The facts established by the evidence on trial are that the plaintiff was engaged by the defendant to perform services of work and labor as refiner in the smelting works of the defendant company for the term of one year from April 15, 1880, upon the terms as to wages the same as alleged in the complaint; that, in accordance with this engagement, plaintiff entered upon said work, and performed the same in a satisfactory manner up to the seventh of August, 1880; that he was paid for the same, from time to time, at the rate aforesaid; that on the said seventh of August he was paid in full for services up to that date, when the works were closed by the defendant, and plaintiff, with the other employes of the works, was discharged, the only reason for such discharge being that the defendant chose to shut down the works on account of alleged dissatisfaction with the superintendent of the company; that thereafter the plaintiff remained at the locality of the defendant's works, where he had been employed, until the spring of the next year, 1881, without engaging on other work; that from November 1, 1880, until March 1, 1881, he had the keys of said smelting works, and during that time did some work without being specially re-engaged by defendant, and without having been paid anything therefor; that the keys were given him by the same superintendent who engaged him on behalf of the company, in the first place, and that this latter work was done by direction of said superintendent; that he did no work after the twenty-fifth of February, 1881, for the reason that no more work was provided by defendant for him to do.

The only matters of defense set up by defendant on the trial were-- First, that the said superintendent was not authorized to employ plaintiff or any other employe except on condition that such employe might be discharged at the pleasure of the president of the company, (who resided outside the state of Colorado,) or upon one day's notice; but with this condition said superintendent had 'full and complete power from the defendant company to hire, employ, and discharge any and all workmen or employes of said company;' and, second, that the plaintiff was discharged and paid in full on the seventh of August, 1880, and that, therefore, defendant was not liable to plaintiff for anything after that date. Plaintiff admitted payment in full to said date for services rendered up to that time, but testified that he did not understand that he was discharged under the contract. The suit was brought before the expiration of the year for which plaintiff claims he was engaged, to-wit, October 22, 1880. The trial was held in December, 1881. Where one is employed to serve for a definite term, as for a year, and is discharged before the expiration of the term, without fault on his part, he has a right of recovery, either for the balance of wages due or damages for the loss he may have suffered by reason of the wrongful discharge.

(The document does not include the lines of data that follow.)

//! Accept Hooks
//!
//! Callbacks the server runs around each `accept()`. This is where the
//! expiration sweep and the per-connection snapshot live, so the store
//! itself never does background work or disk I/O.

use crate::config::Config;
use crate::engine::Engine;
use crate::error::Result;

/// Work to run around each accepted connection
///
/// Errors are logged by the server and never stop the accept loop.
pub trait AcceptHook: Send {
    /// Called once before waiting for the next connection
    fn before_accept(&self, _engine: &Engine) -> Result<()> {
        Ok(())
    }

    /// Called after a connection was handed to its worker thread
    fn after_accept(&self, _engine: &Engine) -> Result<()> {
        Ok(())
    }
}

/// Sweep before accept, snapshot after accept
///
/// A quiet server with no new connections neither sweeps nor saves; use
/// `Config::sweep_interval` for time-based eviction.
#[derive(Debug, Clone, Copy)]
pub struct DefaultHooks {
    sweep: bool,
    snapshot: bool,
}

impl DefaultHooks {
    pub fn new(sweep: bool, snapshot: bool) -> Self {
        Self { sweep, snapshot }
    }

    pub fn from_config(config: &Config) -> Self {
        Self::new(config.sweep_on_accept, config.snapshot_on_accept)
    }
}

impl AcceptHook for DefaultHooks {
    fn before_accept(&self, engine: &Engine) -> Result<()> {
        if self.sweep {
            engine.sweep();
        }
        Ok(())
    }

    fn after_accept(&self, engine: &Engine) -> Result<()> {
        if self.snapshot {
            engine.save_snapshot()?;
        }
        Ok(())
    }
}

/// Hooks that do nothing
#[derive(Debug, Clone, Copy, Default)]
pub struct NoHooks;

impl AcceptHook for NoHooks {}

'A person employing another for a definite term is bound to provide him with labor for the whole term, and cannot deduct from the wages of the servant for time that he was not at work, when the failure results from his own fault. The fact that the business proves unprofitable is no excuse. If the master chooses to go out of the business he can do so, but must pay the servant his actual damages for not employing him for the stipulated term.' Wood, Mast. & Serv. § 97, and cases cited.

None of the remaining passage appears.